Accucopy: accurate and fast inference of allele-specific copy number alterations from low-coverage low-purity tumor sequencing data

BMC Bioinformatics. 2021 Jan 15;22(1):23. doi: 10.1186/s12859-020-03924-5.

Abstract

Background: Copy number alterations (CNAs), due to their large impact on the genome, have been an important contributing factor to oncogenesis and metastasis. Detecting genomic alterations from the shallow-sequencing data of a low-purity tumor sample remains a challenging task.

Results: We introduce Accucopy, a method to infer total copy numbers (TCNs) and allele-specific copy numbers (ASCNs) from challenging low-purity and low-coverage tumor samples.

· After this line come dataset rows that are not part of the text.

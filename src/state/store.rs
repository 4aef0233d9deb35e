/*!
 * Checkpoint persistence.
 *
 * The checkpoint lives next to the book's outputs. Writes go through a
 * temporary file in the same directory that is synced and renamed over the
 * previous checkpoint, so an interrupted write leaves the old one intact.
 */

use log::{debug, info, warn};
use sha2::{Digest, Sha256};
use std::fs;
use std::io::{Read, Write};
use std::path::{Path, PathBuf};
use tempfile::NamedTempFile;

use crate::app_config::Config;
use crate::errors::StateError;

use super::models::{BookIdentity, IdentityCheck, ProcessingState, ResumeOutcome};

/// Checkpoint file name inside the output directory
pub const STATE_FILE_NAME: &str = "processing_state.json";

/// Name the checkpoint is archived under once the book is complete
pub const ARCHIVED_STATE_FILE_NAME: &str = "processing_state.completed.json";

/// Reads and writes `processing_state.json`
#[derive(Debug, Clone)]
pub struct StateStore {
    path: PathBuf,
}

impl StateStore {
    pub fn new(path: impl Into<PathBuf>) -> Self {
        Self { path: path.into() }
    }

    /// Store for the checkpoint inside `output_dir`
    pub fn in_dir(output_dir: &Path) -> Self {
        Self::new(output_dir.join(STATE_FILE_NAME))
    }

    pub fn path(&self) -> &Path {
        &self.path
    }

    pub fn exists(&self) -> bool {
        self.path.is_file()
    }

    /// Load the checkpoint, if one exists
    pub fn load(&self) -> Result<Option<ProcessingState>, StateError> {
        if !self.exists() {
            return Ok(None);
        }

        let content = fs::read_to_string(&self.path)?;
        serde_json::from_str(&content)
            .map(Some)
            .map_err(|e| StateError::Corrupted {
                path: self.path.display().to_string(),
                reason: e.to_string(),
            })
    }

    /// Persist the checkpoint atomically
    pub fn save(&self, state: &mut ProcessingState) -> Result<(), StateError> {
        state.touch();
        let json = serde_json::to_string_pretty(state)?;

        let dir = match self.path.parent() {
            Some(parent) if !parent.as_os_str().is_empty() => parent.to_path_buf(),
            _ => PathBuf::from("."),
        };
        fs::create_dir_all(&dir)?;

        let mut temp = NamedTempFile::new_in(&dir)?;
        temp.write_all(json.as_bytes())?;
        temp.as_file().sync_all()?;
        temp.persist(&self.path).map_err(|e| e.error)?;

        debug!(
            "Checkpoint saved: {}/{} chapters complete",
            state.completed_count(),
            state.total_chapters
        );
        Ok(())
    }

    /// Delete the checkpoint
    pub fn remove(&self) -> Result<(), StateError> {
        if self.exists() {
            fs::remove_file(&self.path)?;
        }
        Ok(())
    }

    /// Move the checkpoint aside under its archived name
    pub fn archive(&self) -> Result<PathBuf, StateError> {
        let target = self.path.with_file_name(ARCHIVED_STATE_FILE_NAME);
        if self.exists() {
            fs::rename(&self.path, &target)?;
        }
        Ok(target)
    }

    /// Load a matching checkpoint or start a new one
    pub fn resume_or_create(
        &self,
        identity: &BookIdentity,
        total_chapters: usize,
    ) -> (ProcessingState, ResumeOutcome) {
        let fresh = || ProcessingState::new(identity, total_chapters);

        let existing = match self.load() {
            Ok(Some(state)) => state,
            Ok(None) => return (fresh(), ResumeOutcome::Fresh),
            Err(e) => {
                warn!("Ignoring unreadable checkpoint: {}", e);
                return (
                    fresh(),
                    ResumeOutcome::Corrupted {
                        reason: e.to_string(),
                    },
                );
            }
        };

        match existing.check_identity(identity, total_chapters) {
            IdentityCheck::Matches => {
                let completed = existing.completed_count();
                info!(
                    "Resuming '{}': {}/{} chapters already complete",
                    existing.title, completed, total_chapters
                );
                (existing, ResumeOutcome::Resumed { completed })
            }
            IdentityCheck::SourceChanged => {
                warn!(
                    "Source changed since the checkpoint was written (old: {}, new: {}), starting over",
                    short_hash(&existing.source_hash),
                    short_hash(&identity.source_hash)
                );
                (
                    fresh(),
                    ResumeOutcome::SourceChanged {
                        old_hash: existing.source_hash,
                        new_hash: identity.source_hash.clone(),
                    },
                )
            }
            IdentityCheck::SettingsChanged => {
                warn!("Detection or pacing settings changed since the checkpoint was written, starting over");
                (fresh(), ResumeOutcome::SettingsChanged)
            }
        }
    }
}

fn short_hash(hash: &str) -> &str {
    &hash[..8.min(hash.len())]
}

/// Compute SHA256 hash of a file
pub async fn hash_file(path: &Path) -> Result<String, StateError> {
    let path = path.to_path_buf();

    tokio::task::spawn_blocking(move || {
        let mut file = fs::File::open(&path)?;
        let mut hasher = Sha256::new();
        let mut buffer = [0u8; 8192];

        loop {
            let bytes_read = file.read(&mut buffer)?;
            if bytes_read == 0 {
                break;
            }
            hasher.update(&buffer[..bytes_read]);
        }

        Ok(format!("{:x}", hasher.finalize()))
    })
    .await
    .map_err(|e| StateError::Io(std::io::Error::other(format!("hashing task failed: {}", e))))?
}

/// SHA256 of in-memory text
pub fn hash_text(text: &str) -> String {
    format!("{:x}", Sha256::digest(text.as_bytes()))
}

/// Fingerprint of the settings that decide chapter numbering and timing
pub fn settings_fingerprint(config: &Config) -> String {
    let settings = serde_json::json!({
        "patterns": config.chapters.patterns,
        "min_length": config.chapters.min_length,
        "case_insensitive": config.chapters.case_insensitive,
        "stop_on_backwards_numbering": config.chapters.stop_on_backwards_numbering,
        "sentence_pause": config.pacing.sentence_pause,
        "paragraph_pause": config.pacing.paragraph_pause,
        "cleaning": config.cleaning.enabled,
    });
    hash_text(&settings.to_string())
}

Accucopy adopts many robust statistical techniques such as kernel smoothing of coverage differentiation information to discern signals from noise and combines ideas from time-series analysis and the signal-processing field to derive a range of estimates for the period in a histogram of coverage differentiation information. Statistical learning models such as the tiered Gaussian mixture model, the expectation-maximization algorithm, and sparse Bayesian learning were customized and built into the model. Accucopy is implemented in C++ /Rust, packaged in a docker image, and supports non-human samples, more at http://www.yfish.org/software/ .

Conclusions: We describe Accucopy, a method that can predict both TCNs and ASCNs from low-coverage low-purity tumor sequencing data. Through comparative analyses in both simulated and real-sequencing samples, we demonstrate that Accucopy is more accurate than Sclust, ABSOLUTE, and Sequenza.

Keywords: Cancer genomics; Copy number alterations; Next-generation sequencing.

MeSH terms

  • Algorithms*
  • Alleles
  • Bayes Theorem
  • DNA Copy Number Variations*
  • High-Throughput Nucleotide Sequencing
  • Humans
  • Neoplasms* / genetics
  • Software